Le masque obscur est de nouveau sur ton crâne, mais tu n'as plus la force de te débattre et encore moins de crier. Lorsque ton visage était à l'air libre, tu as vaguement entendu comme quoi tes cordes vocales sont foutues de toute manière. Tu as trop exprimé ta douleur. C'est à peine si ta voix ne sera plus qu'un murmure. Tu n'en fais pas grand cas. Tu t'en fiches, en fait. Tout ce que tu souhaites, c'est pouvoir t'échapper d'ici et, pour cela, tu as échafaudé un plan.

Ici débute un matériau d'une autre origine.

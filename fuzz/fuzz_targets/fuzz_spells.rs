#![no_main]

use arbitrary::Arbitrary;
use gemrail::battle::{Battle, LevelConfig, LevelOptions, Pos, WordDeck};
use gemrail::spell::{SpellRegistry, SpellTarget};
use libfuzzer_sys::fuzz_target;

/// One action against a live battle.
#[derive(Arbitrary, Debug)]
enum Action {
    /// Swap a cell with its right or lower neighbour.
    Swap { cell: u8, down: bool },
    /// Cast a spirit's spell with a raw target.
    Cast { spirit: u8, target: Option<(u8, u8, u8)> },
    /// Resolve or drop a pending spell.
    Pending { target: (u8, u8, u8), cancel: bool },
    /// Let the clock run.
    Tick { seconds: u8 },
}

/// Structured input for spell fuzzing.
#[derive(Arbitrary, Debug)]
struct SpellInput {
    /// Level number, folded into 1..=20.
    level: u8,
    /// Equip random spells.
    random_spells: bool,
    /// Battle seed.
    seed: u64,
    /// Actions to play.
    actions: Vec<Action>,
}

fn target((kind, a, b): (u8, u8, u8)) -> SpellTarget {
    match kind % 4 {
        0 => SpellTarget::Enemy(usize::from(a % 5)),
        1 => SpellTarget::Row(usize::from(a % 10)),
        2 => SpellTarget::Column(usize::from(a % 10)),
        _ => SpellTarget::Cell(Pos::new(usize::from(a % 10), usize::from(b % 10))),
    }
}

fuzz_target!(|input: SpellInput| {
    let level = u32::from(input.level % 20) + 1;
    let config = LevelConfig::for_level(level);
    let options = LevelOptions {
        random_spells: input.random_spells,
        ..LevelOptions::default()
    };
    let Ok(mut battle) =
        Battle::from_config(&config, &options, &SpellRegistry::with_defaults(), WordDeck::new(Vec::new()), input.seed)
    else {
        return;
    };

    let mut decided = None;
    for action in input.actions.iter().take(64) {
        match *action {
            Action::Swap { cell, down } => {
                let r = usize::from(cell / 8 % 8);
                let c = usize::from(cell % 8);
                let b = if down { Pos::new(r + 1, c) } else { Pos::new(r, c + 1) };
                battle.play_swap(Pos::new(r, c), b);
            }
            Action::Cast { spirit, target: t } => {
                battle.cast_spell(usize::from(spirit % 6), t.map(target));
            }
            Action::Pending { target: t, cancel } => {
                if cancel {
                    battle.cancel_pending();
                } else {
                    battle.complete_pending(target(t));
                }
            }
            Action::Tick { seconds } => {
                battle.tick(u32::from(seconds));
            }
        }
        let state = battle.state();
        assert!(state.player_hp <= state.player_max_hp);
        assert!(state.enemies.iter().all(|e| e.hp <= e.max_hp));
        assert!(state.spirits().iter().all(|s| s.mana <= s.max_mana));
        // The outcome never changes once decided
        if let Some(o) = decided {
            assert_eq!(battle.outcome(), Some(o));
        }
        decided = battle.outcome();
    }
});
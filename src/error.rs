//! Error types for initialization and board actions.
//!
//! Only setup can fail with an `Err`: malformed level configs and invalid
//! world settings are rejected before any player-visible state exists.
//! In-play failures (bad spell targets, rejected swaps) are ordinary values.

use thiserror::Error;

/// Errors raised while building a battle from a level config.
#[derive(Debug, Error)]
pub enum ConfigError {
    /// The config text is not valid JSON for a level.
    #[error("invalid level config: {0}")]
    Json(#[from] serde_json::Error),

    /// A config or word-list file could not be read.
    #[error("failed to read {path}: {source}")]
    Io {
        /// Path that failed.
        path: String,
        /// Underlying I/O error.
        source: std::io::Error,
    },

    /// Grid dimensions or gem type count are unusable.
    #[error("invalid grid dimensions {rows}x{cols} with {gem_types} gem types")]
    Dimensions {
        /// Requested rows.
        rows: usize,
        /// Requested columns.
        cols: usize,
        /// Requested gem type count.
        gem_types: u8,
    },

    /// A supplied grid (gems or terrain) does not match the board size.
    #[error("{which} grid is {got_rows}x{got_cols}, expected {rows}x{cols}")]
    GridShape {
        /// Which grid was malformed (`"gem"` or `"terrain"`).
        which: &'static str,
        /// Expected rows.
        rows: usize,
        /// Expected columns.
        cols: usize,
        /// Actual rows.
        got_rows: usize,
        /// Actual columns of the first offending row.
        got_cols: usize,
    },

    /// A gem value is outside `0..gem_types`.
    #[error("gem value {value} at ({row}, {col}) is outside 0..{gem_types}")]
    GemOutOfRange {
        /// Row of the offending cell.
        row: usize,
        /// Column of the offending cell.
        col: usize,
        /// Offending value.
        value: u8,
        /// Number of gem types in play.
        gem_types: u8,
    },

    /// An element id is not one of the six elements.
    #[error("unknown element id {0}")]
    UnknownElement(i64),

    /// Two spirits share an element.
    #[error("duplicate spirit for element {0}")]
    DuplicateSpirit(&'static str),

    /// More spirits than a roster allows.
    #[error("too many spirits: {count} (max {max})")]
    TooManySpirits {
        /// Spirits supplied.
        count: usize,
        /// Roster limit.
        max: usize,
    },

    /// A spell id is not in the registry.
    #[error("unknown spell '{0}'")]
    UnknownSpell(String),
}

/// Errors raised by world generation settings.
#[derive(Debug, Error)]
pub enum MapGenError {
    /// Projection scale must be finite and positive.
    #[error("invalid projection scale {0}")]
    Scale(f64),

    /// Terrain seeding radius must be positive.
    #[error("render radius must be positive, got {0}")]
    RenderRadius(i32),

    /// Special tile probability must be within `[0, 1]`.
    #[error("special tile chance {0} is outside [0, 1]")]
    SpecialChance(f64),

    /// The station list could not be parsed.
    #[error("invalid station list: {0}")]
    Json(#[from] serde_json::Error),
}

/// Errors raised by property and building purchases.
#[derive(Debug, Clone, PartialEq, Eq, Error)]
pub enum PurchaseError {
    /// The property already has an owner.
    #[error("property {0} is already owned")]
    AlreadyOwned(String),

    /// The station already carries this building tier.
    #[error("building tier {0} already built here")]
    AlreadyBuilt(usize),

    /// The building tier does not exist.
    #[error("unknown building tier {0}")]
    UnknownTier(usize),

    /// The tile is not a station.
    #[error("tile {0} is not a station")]
    NotAStation(usize),

    /// The station belongs to another player.
    #[error("station is owned by player {0}")]
    OwnedByOther(u8),

    /// The player cannot afford the purchase.
    #[error("insufficient funds: need {need}, have {have}")]
    InsufficientFunds {
        /// Price of the purchase.
        need: i64,
        /// Money the player holds, negative when in debt.
        have: i64,
    },
}
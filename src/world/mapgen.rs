//! One-shot world generation from a station list.

use serde::{Deserialize, Serialize};

use super::coord::GridPos;
use super::network::{LinkKind, Node, NodeKind, RoadNetwork, ShortcutRule, build_network};
use super::snap::{GridSnapper, Projection, Station};
use super::terrain::{Cell, CellMap, Feature, TerrainSampler};
use super::tiles::{Tile, TileGraph};
use crate::error::MapGenError;
use crate::rng::GameRng;

/// Settings for [`generate_world`].
#[derive(Debug, Clone, Copy, PartialEq, Serialize, Deserialize)]
#[serde(default)]
pub struct WorldConfig {
    /// Seed for terrain noise and special tile draws.
    pub seed: u64,
    /// Grid units per degree of latitude or longitude.
    pub scale: f64,
    /// Terrain is generated in a square of this radius around each station.
    pub render_radius: i32,
    /// Probability that a road tile becomes a special event tile.
    pub special_chance: f64,
    /// Rejected pairs at least this far apart never get shortcuts.
    pub shortcut_max_distance: u32,
    /// Minimum detour overshoot, exclusive, for a shortcut.
    pub shortcut_min_saving: u32,
    /// Whether to add shortcut roads at all.
    pub shortcuts: bool,
}

impl Default for WorldConfig {
    fn default() -> Self {
        let rule = ShortcutRule::default();
        Self {
            seed: 0,
            scale: 96.0,
            render_radius: 6,
            special_chance: 0.3,
            shortcut_max_distance: rule.max_distance,
            shortcut_min_saving: rule.min_saving,
            shortcuts: true,
        }
    }
}

impl WorldConfig {
    /// Check settings.
    ///
    /// # Errors
    ///
    /// Returns an error for a non-finite or non-positive scale, a
    /// non-positive render radius, or a special chance outside `[0, 1]`.
    pub fn validate(&self) -> Result<(), MapGenError> {
        if !self.scale.is_finite() || self.scale <= 0.0 {
            return Err(MapGenError::Scale(self.scale));
        }
        if self.render_radius <= 0 {
            return Err(MapGenError::RenderRadius(self.render_radius));
        }
        if !(0.0..=1.0).contains(&self.special_chance) {
            return Err(MapGenError::SpecialChance(self.special_chance));
        }
        Ok(())
    }

    fn shortcut_rule(&self) -> Option<ShortcutRule> {
        self.shortcuts.then_some(ShortcutRule {
            max_distance: self.shortcut_max_distance,
            min_saving: self.shortcut_min_saving,
        })
    }
}

/// Parse a JSON array of stations.
///
/// # Errors
///
/// Returns an error if the text is not a valid station array.
pub fn load_stations(json: &str) -> Result<Vec<Station>, MapGenError> {
    Ok(serde_json::from_str(json)?)
}

/// A generated board with the data the renderer needs.
#[derive(Debug, Clone)]
pub struct World {
    projection: Projection,
    nodes: Vec<Node>,
    network: RoadNetwork,
    cells: CellMap,
    sampler: TerrainSampler,
    tiles: TileGraph,
}

impl World {
    /// The tile graph.
    #[must_use]
    pub const fn tiles(&self) -> &TileGraph {
        &self.tiles
    }

    /// The start tile, if the board has any walkable tile.
    #[must_use]
    pub fn start(&self) -> Option<&Tile> {
        self.tiles.start().and_then(|id| self.tiles.get(id))
    }

    /// Placed stations, most populous first.
    #[must_use]
    pub fn nodes(&self) -> &[Node] {
        &self.nodes
    }

    /// Roads and station links.
    #[must_use]
    pub const fn network(&self) -> &RoadNetwork {
        &self.network
    }

    /// Geographic projection used for placement.
    #[must_use]
    pub const fn projection(&self) -> &Projection {
        &self.projection
    }

    /// Generated cells, water included.
    #[must_use]
    pub const fn cells(&self) -> &CellMap {
        &self.cells
    }

    /// Height class at any cell; ungenerated cells are sampled.
    #[must_use]
    pub fn terrain_height(&self, pos: GridPos) -> i8 {
        self.cells.get(pos).map_or_else(|| self.sampler.height(pos), |c| c.height)
    }
}

/// Build the board for a station list.
///
/// Stations claim even grid cells in descending population; a station with
/// no free cell within the search radius is dropped. Terrain is seeded
/// around every station, the road network joins them, and the cell map is
/// converted to tiles. An empty list yields an empty board.
///
/// # Errors
///
/// Returns an error if `config` fails [`WorldConfig::validate`].
pub fn generate_world(stations: &[Station], config: &WorldConfig) -> Result<World, MapGenError> {
    config.validate()?;
    let mut rng = GameRng::new(config.seed);
    let sampler = TerrainSampler::new(rng.derive_u32());
    let projection = Projection::fit(stations, config.scale);

    let mut ordered: Vec<&Station> = stations.iter().collect();
    ordered.sort_by(|a, b| b.population.cmp(&a.population));

    let mut snapper = GridSnapper::new();
    let mut cells = CellMap::new();
    let mut nodes = Vec::with_capacity(ordered.len());
    for station in ordered {
        let (x, z) = projection.project(station.lat, station.lng);
        let Some(pos) = snapper.place(x, z) else {
            log::warn!("dropping station {}: no free cell near ({x:.1}, {z:.1})", station.name);
            continue;
        };
        let kind = NodeKind::from_level(station.level);
        cells.set(
            pos,
            Cell {
                height: 1,
                feature: match kind {
                    NodeKind::Station => Feature::Station,
                    NodeKind::City => Feature::City,
                },
            },
        );
        nodes.push(Node {
            id: nodes.len(),
            pos,
            name: station.name.clone(),
            population: station.population,
            level: station.level,
            kind,
        });
    }
    for node in &nodes {
        cells.seed_around(node.pos, config.render_radius, &sampler);
    }

    let network = build_network(&nodes, config.shortcut_rule());
    for &pos in &network.roads {
        if cells.get(pos).is_some_and(|c| c.feature.is_node()) {
            continue;
        }
        cells.ensure_road(pos, &sampler);
    }

    let tiles = TileGraph::assemble(&cells, &nodes, config.special_chance, &mut rng);
    log::info!(
        "generated world: {} stations, {} road cells, {} spanning and {} shortcut links, {} tiles",
        nodes.len(),
        network.roads.len(),
        network.links_of(LinkKind::Spanning).count(),
        network.links_of(LinkKind::Shortcut).count(),
        tiles.len()
    );

    Ok(World {
        projection,
        nodes,
        network,
        cells,
        sampler,
        tiles,
    })
}
//! Spirit spells.
//!
//! - `kind`: the eleven spell behaviors and what each needs targeted
//! - `engine`: resolving a cast against the battle and the grid
//! - `registry`: the spell catalogue and the casting gatekeeper

mod clear;
mod engine;
mod kind;
mod registry;

pub use clear::{LOOSE_GEM_SCORE, component_score};
pub use engine::{CastRejection, CastResult, Caster, SHIELD_DELAY, SpellEffect, SpellReport, execute};
pub use kind::{Spell, SpellKind, SpellTarget, TargetKind, mana_multiplier, scale_by_mana};
pub use registry::{SpellManager, SpellRegistry, SpellTemplate};
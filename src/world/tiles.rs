//! Board tiles assembled from the generated cell map.

use std::collections::BTreeMap;

use serde::Serialize;

use super::coord::GridPos;
use super::network::Node;
use super::terrain::{CellMap, Feature, WATER};
use crate::rng::GameRng;

/// Share of flat decor drawn as culture rather than nature.
const FLAT_CULTURE_CHANCE: f64 = 0.3;

/// What a tile is on the board.
#[derive(Debug, Clone, Copy, PartialEq, Eq, Hash, Serialize)]
#[serde(rename_all = "snake_case")]
pub enum TileKind {
    /// Plain road.
    Road,
    /// A station or city.
    Station,
    /// The station players begin on.
    Start,
    /// Blue event tile.
    Blue,
    /// Red event tile.
    Red,
    /// Yellow event tile.
    Yellow,
    /// Scenery: trees and fields.
    DecorNature,
    /// Scenery: buildings and monuments.
    DecorCulture,
}

impl TileKind {
    /// The three special event kinds.
    pub const SPECIALS: [TileKind; 3] = [TileKind::Blue, TileKind::Red, TileKind::Yellow];

    /// True for tiles players can stand on.
    #[must_use]
    pub const fn is_walkable(self) -> bool {
        !matches!(self, TileKind::DecorNature | TileKind::DecorCulture)
    }

    /// True for tiles that count as a step when measuring travel.
    #[must_use]
    pub const fn is_colored(self) -> bool {
        matches!(
            self,
            TileKind::Station | TileKind::Start | TileKind::Blue | TileKind::Red | TileKind::Yellow
        )
    }

    /// True for stations, including the start.
    #[must_use]
    pub const fn is_station(self) -> bool {
        matches!(self, TileKind::Station | TileKind::Start)
    }
}

/// One board tile.
#[derive(Debug, Clone, PartialEq, Serialize)]
pub struct Tile {
    /// Index into the graph.
    pub id: usize,
    /// Grid cell.
    pub pos: GridPos,
    /// Kind.
    pub kind: TileKind,
    /// Station name.
    pub name: Option<String>,
    /// Station population, 0 elsewhere.
    pub population: u64,
    /// Terrain height class.
    pub height: i8,
    /// Walkable edge neighbors, by tile id. Empty for decor.
    pub neighbors: Vec<usize>,
}

/// The navigable board.
#[derive(Debug, Clone, Default, Serialize)]
pub struct TileGraph {
    tiles: Vec<Tile>,
    #[serde(skip)]
    by_pos: BTreeMap<GridPos, usize>,
    start: Option<usize>,
}

impl TileGraph {
    /// Convert generated cells into tiles.
    ///
    /// Water cells are skipped. Node cells become stations. Road cells
    /// become special tiles with probability `special_chance`, otherwise
    /// plain road. Everything else is decor chosen by height. Walkable tiles
    /// are linked to their walkable edge neighbors, and the most populous
    /// station becomes the start.
    #[must_use]
    pub fn assemble(cells: &CellMap, nodes: &[Node], special_chance: f64, rng: &mut GameRng) -> Self {
        let node_at: BTreeMap<GridPos, &Node> = nodes.iter().map(|n| (n.pos, n)).collect();
        let mut graph = TileGraph::default();

        for (pos, cell) in cells.iter() {
            if cell.height == WATER {
                continue;
            }
            let (kind, name, population) = match cell.feature {
                Feature::City | Feature::Station => {
                    let node = node_at.get(&pos);
                    (
                        TileKind::Station,
                        node.map(|n| n.name.clone()),
                        node.map_or(0, |n| n.population),
                    )
                }
                Feature::Road => {
                    let kind = if rng.chance(special_chance) {
                        TileKind::SPECIALS[rng.index(TileKind::SPECIALS.len())]
                    } else {
                        TileKind::Road
                    };
                    (kind, None, 0)
                }
                Feature::Empty => (decor_for(cell.height, rng), None, 0),
            };
            let id = graph.tiles.len();
            graph.by_pos.insert(pos, id);
            graph.tiles.push(Tile {
                id,
                pos,
                kind,
                name,
                population,
                height: cell.height,
                neighbors: Vec::new(),
            });
        }

        graph.link();
        graph.pick_start();
        log::debug!(
            "assembled {} tiles ({} walkable)",
            graph.tiles.len(),
            graph.walkable().count()
        );
        graph
    }

    fn link(&mut self) {
        for i in 0..self.tiles.len() {
            if !self.tiles[i].kind.is_walkable() {
                continue;
            }
            let neighbors: Vec<usize> = self.tiles[i]
                .pos
                .neighbors4()
                .into_iter()
                .filter_map(|p| self.by_pos.get(&p).copied())
                .filter(|&j| self.tiles[j].kind.is_walkable())
                .collect();
            self.tiles[i].neighbors = neighbors;
        }
    }

    fn pick_start(&mut self) {
        let best = self
            .tiles
            .iter()
            .filter(|t| t.kind == TileKind::Station)
            .fold(None::<&Tile>, |best, t| match best {
                Some(b) if b.population >= t.population => Some(b),
                _ => Some(t),
            })
            .map(|t| t.id);
        self.start = best.or_else(|| self.walkable().next().map(|t| t.id));
        if let Some(id) = self.start
            && self.tiles[id].kind == TileKind::Station
        {
            self.tiles[id].kind = TileKind::Start;
        }
    }

    /// All tiles in id order.
    #[must_use]
    pub fn tiles(&self) -> &[Tile] {
        &self.tiles
    }

    /// Tile by id.
    #[must_use]
    pub fn get(&self, id: usize) -> Option<&Tile> {
        self.tiles.get(id)
    }

    /// Tile at a grid cell.
    #[must_use]
    pub fn at(&self, pos: GridPos) -> Option<&Tile> {
        self.by_pos.get(&pos).map(|&id| &self.tiles[id])
    }

    /// Id of the start tile. `None` only for a board with no walkable tile.
    #[must_use]
    pub const fn start(&self) -> Option<usize> {
        self.start
    }

    /// Walkable neighbors of a tile.
    #[must_use]
    pub fn neighbors(&self, id: usize) -> &[usize] {
        self.tiles.get(id).map_or(&[], |t| t.neighbors.as_slice())
    }

    /// Tiles players can stand on.
    pub fn walkable(&self) -> impl Iterator<Item = &Tile> {
        self.tiles.iter().filter(|t| t.kind.is_walkable())
    }

    /// Number of tiles of a kind.
    #[must_use]
    pub fn count(&self, kind: TileKind) -> usize {
        self.tiles.iter().filter(|t| t.kind == kind).count()
    }

    /// Number of tiles.
    #[must_use]
    pub fn len(&self) -> usize {
        self.tiles.len()
    }

    /// True for a board without tiles.
    #[must_use]
    pub fn is_empty(&self) -> bool {
        self.tiles.is_empty()
    }
}

fn decor_for(height: i8, rng: &mut GameRng) -> TileKind {
    match height {
        ..=1 => {
            if rng.chance(FLAT_CULTURE_CHANCE) {
                TileKind::DecorCulture
            } else {
                TileKind::DecorNature
            }
        }
        2 => TileKind::DecorNature,
        _ => TileKind::DecorCulture,
    }
}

Ce n'est que tu seras au plus faible, quand ils baisseront leur surveillance que tu pourras agir. D'ailleurs, le moment semble être enfin venu puisqu'ils ne prennent plus la peine de t'attacher. Sous-fifres sans cervelle. La douleur ralenti chacun de tes gestes et ton regard reste fixé sur tes bourreaux bien trop occupé à jouer aux dés qu'à te surveiller. Tu t'empares alors de cette longue barre métallique qui leur a servi à briser ton bras gauche, de ton épaule jusqu'au bout de tes phalanges. Tu feras avec. C'est avec fureur et haine que tu assènes coup sur coup, t'acharnant sur eux alors même qu'ils ont sombré dans l'inconscience. Tu veux les voir mort.

Au final, tu parviens à te tracer un chemin, profitant toujours de l'ombre pour te faufiler à l'insu de tous. Un cargo prétendument commercial semble vouloir quitter la planète dans les plus brefs délais. C'est ta chance.

— Kriff…

Tu as réussi à te planquer parmi les fils du cargo et, débarrassé de ce fichu masque, tu vois plus clair. Entend tout ce qui t'entoure, tout ce qui se passe. Cependant, tu tiens à comprendre, à en être sûr et certain. Alors tu te permets de fermer les yeux et de prendre un peu de repos. Mais tes paupières closes dissimulent Cauchemar qui en profite pour se libérer de ses chaînes. C'est ainsi que tu l'as appelé avec le temps.

Tes rêves ne sont que terreur.

Tes rêves ne sont qu'horreur.

Le Côté Obscur a déjà commencé à te ronger de l'intérieur.